Cracks emerge in ruling Kulmiye party as Somaliland scrambles for recognition


HARGEISA, Somalia - A silent war is brewing within Somaliland's ruling Kulmiye party, which puts at loggerheads President Muse Bihi Abdi and top senior officials, some who are bureaucrats in his own administration, something which could derail ongoing efforts to push for the region's international recognition.

Mohamed Hashi Abdi, a veteran politician and founder of the party, boycotted a crucial convention in Hargeisa, accusing the president who is also the chairman of the party of pre-election rigging, a statement which could cause ripples in government.

Somaliland, which claimed independence from Somalia in 1991, is preparing to hold local elections, following a pre-election agreement that brought together the Kulmiye party and the opposition, mainly UCID and Waddani of Abdirahman Irro. The elections have been delayed since 2010.

At a press conference on Wednesday, Hashi slammed President Muse Bihi for what he termed as "dictatorship", adding that he's determined to ensure the constitution of the party is changed. Bihi has been in charge of the northern breakaway region of Somalia since 2017 and is steering international recognition efforts.

“I haven’t abdicated of my ambition to lead the Kulmiye Party as its next Chairman. On the same token, I have not submitted any application towards this end to the Preparatory Committee the President nominated for the Convention. It is so because I believe President Bihi, the current Chairman, has hijacked the whole set up to fit it to how he wanted it in complete disregard of the Party constitution, bylaws and traditions,” said the veteran leader.
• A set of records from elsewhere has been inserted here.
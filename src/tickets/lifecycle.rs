//! Ticket lifecycle controller.
//!
//! Drives close, reopen and delete for one channel at a time:
//!
//! 1. **Authority.** Close and reopen need the owner or an administrator;
//!    delete needs an administrator.
//! 2. **Admission.** The [`OperationRegistry`] rejects overlapping requests,
//!    lets a request of a different kind preempt a deferred action that has
//!    not fired yet, and skips the lock when the channel is already in the
//!    requested state.
//! 3. **Effect.** Close and delete show a disabled placeholder row and run
//!    after the configured delay; reopen runs inline.
//!
//! Mutations inside a transition are best-effort: each failure is logged and
//! counted and the remaining steps still run. The lock is released when the
//! [`TransitionGuard`](crate::state::TransitionGuard) drops, on every path.

use super::controls::Controls;
use super::encoder::{self, is_closed};
use super::TicketAction;
use crate::audit::AuditLog;
use crate::error::{HandlerError, LifecycleError, PlatformError, PlatformResult};
use crate::handlers::Responder;
use crate::metrics;
use crate::platform::{AuthorityLookup, ChannelDirectory};
use crate::state::{Admission, OperationRegistry};
use crate::telemetry::spans;
use std::sync::Arc;
use std::time::Duration;
use ticketd_proto::{ChannelId, ChannelInfo, GuildId, MessageId, OutgoingMessage, UserId};
use tokio::task::JoinHandle;
use tracing::{Instrument, debug, warn};

const BUSY_NOTICE: &str = "Uma ação já está em andamento. Aguarde.";
const CLOSED_NOTICE: &str = "🔒 Ticket **fechado**. O autor não pode mais enviar mensagens.";
const REOPENED_NOTICE: &str = "🔓 Ticket **reaberto**.";
const DELETE_FAILED_NOTICE: &str = "Não consegui excluir. Verifique permissões.";

/// Ephemeral text shown for a rejected request, if it warrants one.
pub fn rejection_notice(error: &LifecycleError) -> Option<&'static str> {
    match error {
        LifecycleError::Busy => Some(BUSY_NOTICE),
        LifecycleError::PermissionDenied(TicketAction::Close) => {
            Some("Apenas o autor ou admin pode fechar.")
        }
        LifecycleError::PermissionDenied(TicketAction::Reopen) => {
            Some("Apenas o autor ou admin pode reabrir.")
        }
        LifecycleError::PermissionDenied(TicketAction::Delete) => {
            Some("Somente administradores podem excluir.")
        }
        _ => None,
    }
}

/// One button press.
#[derive(Debug, Clone, Copy, PartialEq, Eq)]
pub struct TransitionRequest {
    pub action: TicketAction,
    pub guild: GuildId,
    pub channel: ChannelId,
    /// The control message whose buttons were pressed.
    pub message: Option<MessageId>,
    pub requester: UserId,
}

/// What an admitted request did.
#[derive(Debug)]
pub enum Outcome {
    /// Already in the requested state; controls were re-rendered.
    Rerendered,
    /// A deferred close or delete was scheduled. The handle resolves once it
    /// has fired or been canceled.
    Scheduled(JoinHandle<()>),
    /// The ticket was reopened.
    Reopened,
}

/// Collaborators a transition body needs after the interaction is gone.
#[derive(Clone)]
struct Effects {
    directory: Arc<dyn ChannelDirectory>,
    controls: Controls,
    audit: AuditLog,
}

impl Effects {
    async fn show(&self, channel: ChannelId, message: Option<MessageId>, closed: bool) {
        let Some(message) = message else {
            return;
        };
        let rows = vec![self.controls.for_state(closed)];
        note(
            channel,
            "edit_controls",
            self.directory.edit_components(channel, message, rows).await,
        );
    }

    async fn notice(&self, channel: ChannelId, text: &str) {
        note(
            channel,
            "notice",
            self.directory
                .send_message(channel, OutgoingMessage::text(text))
                .await,
        );
    }
}

fn note<T>(channel: ChannelId, op: &'static str, result: PlatformResult<T>) {
    if let Err(source) = result {
        report(channel, vec![LifecycleError::ExternalMutationFailed { op, source }]);
    }
}

fn report(channel: ChannelId, failures: Vec<LifecycleError>) {
    for failure in failures {
        if let LifecycleError::ExternalMutationFailed { op, .. } = &failure {
            metrics::record_external_failure(op);
        }
        warn!(%channel, error = %failure, "Ticket mutation failed");
    }
}

pub struct LifecycleController {
    registry: Arc<OperationRegistry>,
    authority: Arc<dyn AuthorityLookup>,
    effects: Effects,
    delay: Duration,
}

impl LifecycleController {
    pub fn new(
        registry: Arc<OperationRegistry>,
        directory: Arc<dyn ChannelDirectory>,
        authority: Arc<dyn AuthorityLookup>,
        controls: Controls,
        audit: AuditLog,
        delay: Duration,
    ) -> Self {
        Self {
            registry,
            authority,
            effects: Effects {
                directory,
                controls,
                audit,
            },
            delay,
        }
    }

    pub fn registry(&self) -> &Arc<OperationRegistry> {
        &self.registry
    }

    /// Handle a button press.
    ///
    /// Rejections come back as [`LifecycleError::PermissionDenied`],
    /// [`LifecycleError::Busy`] or [`LifecycleError::NotATicket`] with no
    /// mutation applied and nothing sent through `responder`.
    pub async fn handle(
        &self,
        request: TransitionRequest,
        responder: &Responder,
    ) -> Result<Outcome, HandlerError> {
        let action = request.action;
        let channel = self.effects.directory.fetch(request.channel).await?;
        let owner = channel.owner().ok_or(LifecycleError::NotATicket)?;

        if !self.authorized(&request, owner).await? {
            metrics::record_transition(action.as_str(), "denied");
            debug!(channel = %channel.id, requester = %request.requester, %action, "Transition denied");
            return Err(LifecycleError::PermissionDenied(action).into());
        }

        let closed = is_closed(&channel);
        let in_target = match action {
            TicketAction::Close => closed,
            TicketAction::Reopen => !closed,
            TicketAction::Delete => false,
        };
        let admission = self
            .registry
            .begin(channel.id, action, in_target)
            .inspect_err(|_| {
                metrics::record_busy(action.as_str());
                debug!(channel = %request.channel, %action, "Transition busy");
            })?;

        let guard = match admission {
            Admission::Unlocked => {
                self.rerender(responder, closed).await;
                return Ok(Outcome::Rerendered);
            }
            // Took the lock only to cancel a pending action of another kind.
            Admission::Locked(_guard) if in_target => {
                self.rerender(responder, closed).await;
                metrics::record_transition(action.as_str(), "preempted");
                return Ok(Outcome::Rerendered);
            }
            Admission::Locked(guard) => guard,
        };

        responder
            .update(vec![Controls::placeholder(action)])
            .await?;

        match action {
            TicketAction::Close => {
                let body = run_close(self.effects.clone(), channel, owner, request)
                    .instrument(spans::deferred("close", request.channel, request.requester));
                metrics::record_transition("close", "scheduled");
                Ok(Outcome::Scheduled(guard.schedule(action, self.delay, body)))
            }
            TicketAction::Delete => {
                let body = run_delete(self.effects.clone(), channel, request)
                    .instrument(spans::deferred("delete", request.channel, request.requester));
                metrics::record_transition("delete", "scheduled");
                Ok(Outcome::Scheduled(guard.schedule(action, self.delay, body)))
            }
            TicketAction::Reopen => {
                run_reopen(&self.effects, &channel, owner, &request).await;
                drop(guard);
                Ok(Outcome::Reopened)
            }
        }
    }

    async fn authorized(
        &self,
        request: &TransitionRequest,
        owner: UserId,
    ) -> Result<bool, PlatformError> {
        if request.action != TicketAction::Delete && request.requester == owner {
            return Ok(true);
        }
        self.authority
            .is_admin(request.guild, request.requester)
            .await
    }

    async fn rerender(&self, responder: &Responder, closed: bool) {
        let rows = vec![self.effects.controls.for_state(closed)];
        if let Err(e) = responder.update(rows).await {
            debug!(error = %e, "Failed to re-render controls");
        }
    }
}

async fn run_close(
    effects: Effects,
    clicked: ChannelInfo,
    owner: UserId,
    request: TransitionRequest,
) {
    let channel = match effects.directory.fetch(clicked.id).await {
        Ok(fresh) => fresh,
        Err(e) => {
            debug!(channel = %clicked.id, error = %e, "Refetch failed, using clicked state");
            clicked
        }
    };
    report(
        channel.id,
        encoder::apply_closed(effects.directory.as_ref(), &channel, owner).await,
    );
    effects.show(channel.id, request.message, true).await;
    effects.notice(channel.id, CLOSED_NOTICE).await;

    metrics::record_transition("close", "completed");
    effects
        .audit
        .record(format!(
            "ticket closed: {} ({}) by {}",
            encoder::closed_name(&channel.name),
            channel.id,
            request.requester
        ))
        .await;
}

async fn run_reopen(
    effects: &Effects,
    channel: &ChannelInfo,
    owner: UserId,
    request: &TransitionRequest,
) {
    report(
        channel.id,
        encoder::apply_open(effects.directory.as_ref(), channel, owner).await,
    );
    effects.show(channel.id, request.message, false).await;
    effects.notice(channel.id, REOPENED_NOTICE).await;

    metrics::record_transition("reopen", "completed");
    effects
        .audit
        .record(format!(
            "ticket reopened: {} ({}) by {}",
            encoder::open_name(&channel.name),
            channel.id,
            request.requester
        ))
        .await;
}

async fn run_delete(effects: Effects, channel: ChannelInfo, request: TransitionRequest) {
    match effects.directory.delete(channel.id).await {
        Ok(()) => {
            metrics::record_transition("delete", "completed");
            effects
                .audit
                .record(format!(
                    "ticket deleted: {} ({}) by {}",
                    channel.name, channel.id, request.requester
                ))
                .await;
        }
        Err(source) => {
            let error = LifecycleError::DeletionFailed(source);
            warn!(channel = %channel.id, error = %error, "Ticket deletion failed");
            metrics::record_transition("delete", "failed");
            effects.show(channel.id, request.message, true).await;
            effects.notice(channel.id, DELETE_FAILED_NOTICE).await;
            effects
                .audit
                .record(format!(
                    "ticket delete failed: {} ({}) by {}: {error}",
                    channel.name, channel.id, request.requester
                ))
                .await;
        }
    }
}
“The Convention will only be nominally re-electing a person who is already elected even before it was convened,” he said, arguing that the party's constitution has been weaponized to discriminate members, who have "worked hard" to put it at the international level.

He accused the President, who doubles up as the party Chairman, of reneging on public vows that he would transfer chairmanship of the party once he won the Presidency. He recalled that his predecessor and the founder of the Party, Ahmed Mohamed Mohamoud ‘Siilaanyo’ ceded chairmanship of the winning party as soon as he was sworn into the Presidency in late 2010.

“The incumbent President has promised at one of his more popular rallies that he will transfer Chairmanship of the party once he was elected to the Presidency. He did not, Instead, he went back on his word and the undertaking he conveyed to party supporters,” he noted.

“President Bihi’s avowed promises rested on the party’s traditions. He was the Chairman of the Party during the whole tenure of the former Kulmiye government. It was an arrangement that allowed the government to serve the people while the part was run by a core of executives which the then Chairman, Bihi, led. He should have upheld that tradition and the vows he made to the party support base,” he said.

Kulmiye party has previously faced opposition from Waddani and UCID but the standoff was solved recently when a deal was reached for early elections. The region is currently sucked into the campaigns of pushing for international recognition and on Wednesday, it officially unveiled offices in Taipei, Taiwan.